The Memphis actor, filmmaker, artist and publicity director was 86


Don Meyers, a former artistic director of Playboy magazine who has become a ubiquitous and tireless presence on the Memphis film and arts scene at an age when most people envision a peaceful retirement, died Monday morning at the age of 86 .

Meyers, who had been ill, died at Baptist Memorial Hospital of heart and kidney failure, family members said.

An art and advertising director who moved to Memphis around 30 years ago, Meyers didn’t get involved in the local film scene until around 2005.

He wasted no time. Establishing himself as the go-to “old man” of local casting directors, Meyers has appeared in nearly 100 shorts and feature films in 15 years. It has worked for everyone from junior student filmmakers to internationally acclaimed author Wong-kar Wai, who placed Meyers in his partly Memphis 2007 release, “My Blueberry Nights,” among a cast that included Natalie Portman, Jude Law, Rachel Weisz and singer Norah Jones.
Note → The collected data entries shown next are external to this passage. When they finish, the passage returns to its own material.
//! Per-artifact outcome lines shown to the user.
//!
//! Every decision the pipeline makes is recorded as one [`ReportEntry`];
//! [`print_report`] writes them to stdout once the run is over, including runs
//! that stopped on a fatal error.

use std::fmt;

use crate::planner::ArtifactKind;

/// Outcome of one artifact.
#[derive(Debug, Clone, Copy, PartialEq, Eq)]
pub enum Status {
    /// File written (created or replaced)
    Created,
    /// Lines appended to a shared file
    Updated,
    /// Left out by the idempotency guard or already present
    Skipped,
    /// Would be written; dry run only
    Planned,
    /// Dropped input that did not stop the run, e.g. an unknown relation kind
    Warning,
    /// The error that stopped the run
    Failed,
}

impl Status {
    fn icon(self) -> &'static str {
        match self {
            Status::Created | Status::Updated => "✅",
            Status::Planned => "📝",
            Status::Skipped | Status::Warning => "⚠️ ",
            Status::Failed => "❌",
        }
    }

    fn verb(self) -> &'static str {
        match self {
            Status::Created => "Created",
            Status::Updated => "Updated",
            Status::Skipped => "Skipped",
            Status::Planned => "Would write",
            Status::Warning => "Warning",
            Status::Failed => "Failed",
        }
    }
}

/// One reported line.
#[derive(Debug, Clone, PartialEq, Eq)]
pub struct ReportEntry {
    /// Outcome
    pub status: Status,
    /// Artifact kind, if the line is about one
    pub kind: Option<ArtifactKind>,
    /// File path or entity name
    pub subject: String,
    /// Extra detail such as the skip reason
    pub detail: Option<String>,
}

impl fmt::Display for ReportEntry {
    fn fmt(&self, f: &mut fmt::Formatter<'_>) -> fmt::Result {
        write!(f, "{} {}", self.status.icon(), self.status.verb())?;
        if let Some(kind) = self.kind {
            write!(f, " {kind}")?;
        }
        write!(f, " {}", self.subject)?;
        if let Some(detail) = &self.detail {
            write!(f, ": {detail}")?;
        }
        Ok(())
    }
}

/// Ordered outcome lines of one run.
#[derive(Debug, Clone, Default, PartialEq, Eq)]
pub struct Report {
    entries: Vec<ReportEntry>,
}

impl Report {
    /// An empty report.
    #[must_use]
    pub fn new() -> Self {
        Self::default()
    }

    /// Record a line.
    pub fn push(
        &mut self,
        status: Status,
        kind: Option<ArtifactKind>,
        subject: impl Into<String>,
        detail: Option<String>,
    ) {
        self.entries.push(ReportEntry {
            status,
            kind,
            subject: subject.into(),
            detail,
        });
    }

    /// All lines in order.
    #[must_use]
    pub fn entries(&self) -> &[ReportEntry] {
        &self.entries
    }

    /// Number of lines with `status`.
    #[must_use]
    pub fn count(&self, status: Status) -> usize {
        self.entries.iter().filter(|e| e.status == status).count()
    }

    /// Whether any line reports a fatal failure.
    #[must_use]
    pub fn has_failures(&self) -> bool {
        self.count(Status::Failed) > 0
    }
}

/// Print every line of `report` followed by a summary.
pub fn print_report(report: &Report) {
    for entry in report.entries() {
        println!("{entry}");
    }
    println!(
        "\n📋 {} created, {} updated, {} skipped, {} warning(s)",
        report.count(Status::Created),
        report.count(Status::Updated),
        report.count(Status::Skipped),
        report.count(Status::Warning),
    );
}

#[cfg(test)]
mod tests {
    use super::*;

    #[test]
    fn test_entry_lines() {
        let mut report = Report::new();
        report.push(
            Status::Created,
            Some(ArtifactKind::EntityDefinition),
            "app/Models/Project.php",
            None,
        );
        report.push(
            Status::Skipped,
            Some(ArtifactKind::SchemaDefinition),
            "Project",
            Some("table 'projects' already exists in the database".to_string()),
        );
        report.push(
            Status::Warning,
            None,
            "Project",
            Some("invalid relation type 'hasOne' for Owner".to_string()),
        );

        let lines: Vec<String> = report.entries().iter().map(ToString::to_string).collect();
        assert_eq!(lines[0], "✅ Created model app/Models/Project.php");
        assert_eq!(
            lines[1],
            "⚠️  Skipped migration Project: table 'projects' already exists in the database"
        );
        assert_eq!(
            lines[2],
            "⚠️  Warning Project: invalid relation type 'hasOne' for Owner"
        );
        assert_eq!(report.count(Status::Skipped), 1);
        assert!(!report.has_failures());
    }
}
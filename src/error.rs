//! Error taxonomy for the generation pipeline.
//!
//! Errors are split by how the pipeline reacts to them:
//!
//! - **Fatal** ([`GenerateError::is_fatal`] returns `true`) abort the invocation.
//!   A [`ParseError`] is always raised before anything is written; an I/O error
//!   stops emission where it happened, leaving earlier artifacts in place.
//! - **Non-fatal** skip a single relation or artifact with a warning and let
//!   generation continue.

use std::path::PathBuf;

use thiserror::Error;

use crate::planner::ArtifactKind;

/// Failure to turn a field/relation description into structured specs.
#[derive(Debug, Clone, PartialEq, Eq, Error)]
pub enum ParseError {
    /// Input ended while `depth` parenthesised groups were still open.
    #[error("unbalanced parentheses: group opened at position {position} is never closed ({depth} open at end of input)")]
    Unbalanced {
        /// Byte offset of the outermost unclosed `(`
        position: usize,
        /// Nesting depth left open at the end of input
        depth: usize,
    },
    /// A `)` appeared with no matching `(`.
    #[error("unbalanced parentheses: unexpected ')' at position {position}")]
    UnexpectedClose {
        /// Byte offset of the stray `)`
        position: usize,
    },
    /// A token has no `:` between its name and its type.
    #[error("invalid definition '{token}': expected 'name:type'")]
    MissingSeparator {
        /// The offending token, trimmed
        token: String,
    },
    /// The part before the first `:` is empty.
    #[error("invalid definition '{token}': name is empty")]
    EmptyName {
        /// The offending token, trimmed
        token: String,
    },
    /// Nothing follows the `:` of a field token.
    #[error("field '{field}' has no type")]
    EmptyType {
        /// Field name
        field: String,
    },
    /// An enum value carries its own parentheses.
    #[error("enum field '{field}' has an invalid value '{value}'")]
    InvalidEnumValue {
        /// Field name
        field: String,
        /// The offending value, trimmed
        value: String,
    },
    /// `enum()` with nothing usable inside.
    #[error("enum field '{field}' declares no values")]
    EmptyEnum {
        /// Field name
        field: String,
    },
    /// The same field name appears twice in one entity.
    #[error("field '{name}' is declared more than once")]
    DuplicateField {
        /// Field name
        name: String,
    },
}

/// Errors raised while planning, rendering or emitting artifacts.
#[derive(Debug, Error)]
pub enum GenerateError {
    /// Malformed field or relation description (fatal).
    #[error(transparent)]
    Parse(#[from] ParseError),

    /// A relation kind other than `hasMany` / `belongsTo` (non-fatal).
    #[error("invalid relation type '{kind}' for {related}")]
    UnknownRelationKind {
        /// Related entity as written in the relation token
        related: String,
        /// The unrecognised kind
        kind: String,
    },

    /// The table or artifact is already present (non-fatal).
    #[error("{kind} for '{name}' already exists: {detail}")]
    ArtifactAlreadyExists {
        /// Kind of the artifact that was skipped
        kind: ArtifactKind,
        /// Table or entity name
        name: String,
        /// What was found
        detail: String,
    },

    /// A storage resource could not be read or written (fatal).
    #[error("I/O error on {}: {source}", .path.display())]
    Io {
        /// Path being accessed
        path: PathBuf,
        /// Underlying error
        #[source]
        source: std::io::Error,
    },

    /// A renderer could not produce output for an artifact (fatal).
    #[error("template rendering failed: {0}")]
    Render(#[from] askama::Error),

    /// The generator configuration file is malformed (fatal).
    #[error("configuration error: {0}")]
    Config(String),

    /// The entity registry could not be (de)serialized (fatal).
    #[error("registry error: {0}")]
    Registry(#[from] serde_json::Error),
}

impl GenerateError {
    /// Build an [`GenerateError::Io`] for `path`.
    pub fn io(path: impl Into<PathBuf>, source: std::io::Error) -> Self {
        GenerateError::Io {
            path: path.into(),
            source,
        }
    }

    /// Whether this error aborts the invocation.
    #[must_use]
    pub fn is_fatal(&self) -> bool {
        !matches!(
            self,
            GenerateError::UnknownRelationKind { .. } | GenerateError::ArtifactAlreadyExists { .. }
        )
    }
}

#[cfg(test)]
mod tests {
    use super::*;

    #[test]
    fn test_fatality_by_variant() {
        let parse = GenerateError::from(ParseError::MissingSeparator {
            token: "name".to_string(),
        });
        assert!(parse.is_fatal());

        let relation = GenerateError::UnknownRelationKind {
            related: "tasks".to_string(),
            kind: "hasOne".to_string(),
        };
        assert!(!relation.is_fatal());

        let exists = GenerateError::ArtifactAlreadyExists {
            kind: ArtifactKind::SchemaDefinition,
            name: "projects".to_string(),
            detail: "table exists".to_string(),
        };
        assert!(!exists.is_fatal());

        let io = GenerateError::io(
            "routes/web.php",
            std::io::Error::new(std::io::ErrorKind::PermissionDenied, "denied"),
        );
        assert!(io.is_fatal());
    }

    #[test]
    fn test_messages_name_the_offender() {
        let err = GenerateError::UnknownRelationKind {
            related: "tasks".to_string(),
            kind: "hasOne".to_string(),
        };
        assert_eq!(err.to_string(), "invalid relation type 'hasOne' for tasks");

        let err = ParseError::Unbalanced {
            position: 12,
            depth: 1,
        };
        assert!(err.to_string().contains("position 12"));
    }
}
Tall, lanky and distinguished in appearance, Meyers was often recruited by local filmmakers to lend a touch of authority and dignity to typically threadbare productions. His Internet Movie Database credits tell the tale: his listed roles include “grandfather”, “priest”, “judge”, “minister”, “detective”, “scientist”, “surgeon”, “bank president” , “Vampire” and “George Washington”.

He could, however, look sloppy when needed. Other roles include “homeless man” and “zombie”.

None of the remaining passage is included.